Activity:
Tell how many lines in the records contain the word "warn"; the number alone is the answer.

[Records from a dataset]
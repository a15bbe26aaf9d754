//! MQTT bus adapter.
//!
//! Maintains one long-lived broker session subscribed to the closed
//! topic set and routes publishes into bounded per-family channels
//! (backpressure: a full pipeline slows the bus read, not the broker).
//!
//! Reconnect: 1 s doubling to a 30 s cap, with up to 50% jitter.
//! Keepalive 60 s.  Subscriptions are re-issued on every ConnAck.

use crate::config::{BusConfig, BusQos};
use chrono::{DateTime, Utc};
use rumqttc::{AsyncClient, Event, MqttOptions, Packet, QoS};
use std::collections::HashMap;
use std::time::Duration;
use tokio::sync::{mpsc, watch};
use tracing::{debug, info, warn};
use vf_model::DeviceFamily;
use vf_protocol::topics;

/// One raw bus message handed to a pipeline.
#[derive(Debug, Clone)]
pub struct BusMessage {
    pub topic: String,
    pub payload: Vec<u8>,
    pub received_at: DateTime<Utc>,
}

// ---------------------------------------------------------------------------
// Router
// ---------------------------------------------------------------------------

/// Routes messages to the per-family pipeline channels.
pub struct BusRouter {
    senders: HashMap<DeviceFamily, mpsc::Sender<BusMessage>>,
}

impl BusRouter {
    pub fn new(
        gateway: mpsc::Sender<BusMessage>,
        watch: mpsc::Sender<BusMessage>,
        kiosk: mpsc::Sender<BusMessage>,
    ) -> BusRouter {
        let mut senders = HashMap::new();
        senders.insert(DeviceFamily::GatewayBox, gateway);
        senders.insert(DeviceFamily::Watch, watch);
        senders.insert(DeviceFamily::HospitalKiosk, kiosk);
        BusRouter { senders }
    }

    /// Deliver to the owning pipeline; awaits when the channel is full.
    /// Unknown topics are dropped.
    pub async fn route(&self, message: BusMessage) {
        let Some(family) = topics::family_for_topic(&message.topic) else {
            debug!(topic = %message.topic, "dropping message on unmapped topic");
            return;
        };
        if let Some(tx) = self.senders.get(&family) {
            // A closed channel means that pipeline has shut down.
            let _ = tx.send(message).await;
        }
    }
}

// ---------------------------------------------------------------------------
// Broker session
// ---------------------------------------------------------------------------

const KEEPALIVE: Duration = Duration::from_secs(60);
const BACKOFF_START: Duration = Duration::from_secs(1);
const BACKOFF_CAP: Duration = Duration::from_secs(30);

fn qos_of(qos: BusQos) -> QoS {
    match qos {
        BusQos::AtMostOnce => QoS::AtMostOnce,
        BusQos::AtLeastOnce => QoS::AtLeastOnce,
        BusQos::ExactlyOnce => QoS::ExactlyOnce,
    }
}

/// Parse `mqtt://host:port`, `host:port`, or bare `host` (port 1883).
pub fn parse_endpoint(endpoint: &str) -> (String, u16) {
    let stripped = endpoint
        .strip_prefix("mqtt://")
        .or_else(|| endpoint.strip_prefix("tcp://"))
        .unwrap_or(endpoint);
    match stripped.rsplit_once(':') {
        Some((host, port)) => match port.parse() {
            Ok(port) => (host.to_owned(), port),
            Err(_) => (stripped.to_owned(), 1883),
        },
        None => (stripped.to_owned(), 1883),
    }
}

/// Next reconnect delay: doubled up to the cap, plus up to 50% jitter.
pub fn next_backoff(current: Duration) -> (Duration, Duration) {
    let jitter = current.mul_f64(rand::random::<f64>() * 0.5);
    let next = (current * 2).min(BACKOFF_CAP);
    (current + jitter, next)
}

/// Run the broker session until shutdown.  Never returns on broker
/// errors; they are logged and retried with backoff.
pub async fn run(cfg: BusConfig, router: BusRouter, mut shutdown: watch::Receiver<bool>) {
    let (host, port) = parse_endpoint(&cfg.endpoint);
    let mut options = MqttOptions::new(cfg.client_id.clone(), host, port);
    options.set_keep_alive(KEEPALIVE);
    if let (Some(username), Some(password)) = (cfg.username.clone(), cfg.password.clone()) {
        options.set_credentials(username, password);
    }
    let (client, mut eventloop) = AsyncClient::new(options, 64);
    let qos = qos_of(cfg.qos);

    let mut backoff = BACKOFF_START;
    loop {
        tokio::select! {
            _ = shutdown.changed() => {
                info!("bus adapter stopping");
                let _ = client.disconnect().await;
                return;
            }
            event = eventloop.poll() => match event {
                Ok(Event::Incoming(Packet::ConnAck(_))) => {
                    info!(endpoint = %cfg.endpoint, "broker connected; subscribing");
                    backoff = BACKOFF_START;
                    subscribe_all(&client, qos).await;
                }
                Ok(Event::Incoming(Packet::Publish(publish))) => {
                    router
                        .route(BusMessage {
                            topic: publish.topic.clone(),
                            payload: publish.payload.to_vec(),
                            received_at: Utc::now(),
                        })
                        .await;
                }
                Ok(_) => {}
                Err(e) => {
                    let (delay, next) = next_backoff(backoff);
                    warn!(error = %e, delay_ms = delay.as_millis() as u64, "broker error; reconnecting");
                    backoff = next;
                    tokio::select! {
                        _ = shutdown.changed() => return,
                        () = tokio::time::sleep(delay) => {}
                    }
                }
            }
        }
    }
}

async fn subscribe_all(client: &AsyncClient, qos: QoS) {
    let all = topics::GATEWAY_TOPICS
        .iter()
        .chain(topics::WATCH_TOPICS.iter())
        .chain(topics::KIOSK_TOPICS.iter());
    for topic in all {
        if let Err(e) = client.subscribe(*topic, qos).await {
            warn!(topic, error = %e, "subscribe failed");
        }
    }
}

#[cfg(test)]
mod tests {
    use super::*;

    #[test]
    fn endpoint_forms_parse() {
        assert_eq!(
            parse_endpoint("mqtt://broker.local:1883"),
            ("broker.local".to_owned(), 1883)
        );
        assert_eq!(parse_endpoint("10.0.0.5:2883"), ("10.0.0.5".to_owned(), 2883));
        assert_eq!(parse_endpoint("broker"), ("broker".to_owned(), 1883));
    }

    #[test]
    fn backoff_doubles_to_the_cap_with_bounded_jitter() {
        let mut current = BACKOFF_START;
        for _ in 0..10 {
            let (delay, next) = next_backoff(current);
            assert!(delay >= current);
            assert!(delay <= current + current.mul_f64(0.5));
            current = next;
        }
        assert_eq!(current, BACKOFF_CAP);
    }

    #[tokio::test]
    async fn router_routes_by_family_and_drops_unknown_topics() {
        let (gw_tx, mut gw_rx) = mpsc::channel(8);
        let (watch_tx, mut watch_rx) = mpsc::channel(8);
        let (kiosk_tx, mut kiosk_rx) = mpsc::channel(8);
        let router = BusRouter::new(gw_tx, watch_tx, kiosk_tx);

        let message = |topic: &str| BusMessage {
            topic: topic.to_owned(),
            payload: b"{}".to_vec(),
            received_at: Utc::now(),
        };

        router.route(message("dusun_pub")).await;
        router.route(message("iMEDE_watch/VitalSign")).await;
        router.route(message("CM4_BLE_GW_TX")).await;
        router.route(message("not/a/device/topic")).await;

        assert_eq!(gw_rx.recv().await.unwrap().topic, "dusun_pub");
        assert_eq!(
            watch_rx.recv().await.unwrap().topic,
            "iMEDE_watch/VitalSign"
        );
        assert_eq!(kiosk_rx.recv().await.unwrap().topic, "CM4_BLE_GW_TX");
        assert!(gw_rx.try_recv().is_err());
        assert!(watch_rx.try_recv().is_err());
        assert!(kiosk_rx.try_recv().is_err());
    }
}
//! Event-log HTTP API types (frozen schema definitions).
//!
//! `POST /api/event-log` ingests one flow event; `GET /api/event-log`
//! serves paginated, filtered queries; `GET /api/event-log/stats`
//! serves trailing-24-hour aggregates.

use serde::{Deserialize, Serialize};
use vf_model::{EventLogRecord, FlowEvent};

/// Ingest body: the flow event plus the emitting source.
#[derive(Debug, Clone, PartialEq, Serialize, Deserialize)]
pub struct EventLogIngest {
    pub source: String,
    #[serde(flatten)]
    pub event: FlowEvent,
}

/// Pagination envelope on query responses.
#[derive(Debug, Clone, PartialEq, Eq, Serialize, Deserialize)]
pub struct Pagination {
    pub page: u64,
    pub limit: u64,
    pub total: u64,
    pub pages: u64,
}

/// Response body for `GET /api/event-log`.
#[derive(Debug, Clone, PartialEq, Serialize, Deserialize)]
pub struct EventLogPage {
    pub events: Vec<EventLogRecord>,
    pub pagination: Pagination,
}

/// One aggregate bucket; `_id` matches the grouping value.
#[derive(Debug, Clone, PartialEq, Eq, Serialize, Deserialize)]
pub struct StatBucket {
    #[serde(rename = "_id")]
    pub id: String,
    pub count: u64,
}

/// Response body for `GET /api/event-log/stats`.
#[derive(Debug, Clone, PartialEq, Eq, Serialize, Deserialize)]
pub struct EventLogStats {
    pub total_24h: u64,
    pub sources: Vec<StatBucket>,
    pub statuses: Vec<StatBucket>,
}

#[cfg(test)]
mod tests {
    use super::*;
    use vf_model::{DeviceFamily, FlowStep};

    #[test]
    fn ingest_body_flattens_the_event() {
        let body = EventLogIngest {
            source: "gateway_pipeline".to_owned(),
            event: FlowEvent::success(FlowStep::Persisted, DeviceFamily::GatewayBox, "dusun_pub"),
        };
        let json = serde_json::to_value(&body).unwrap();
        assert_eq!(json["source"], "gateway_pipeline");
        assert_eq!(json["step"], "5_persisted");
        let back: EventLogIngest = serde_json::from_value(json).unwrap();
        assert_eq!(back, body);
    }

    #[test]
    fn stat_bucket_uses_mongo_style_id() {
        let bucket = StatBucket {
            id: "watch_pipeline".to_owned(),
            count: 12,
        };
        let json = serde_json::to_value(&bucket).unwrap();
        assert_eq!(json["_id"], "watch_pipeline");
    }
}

Response to the exercise:
3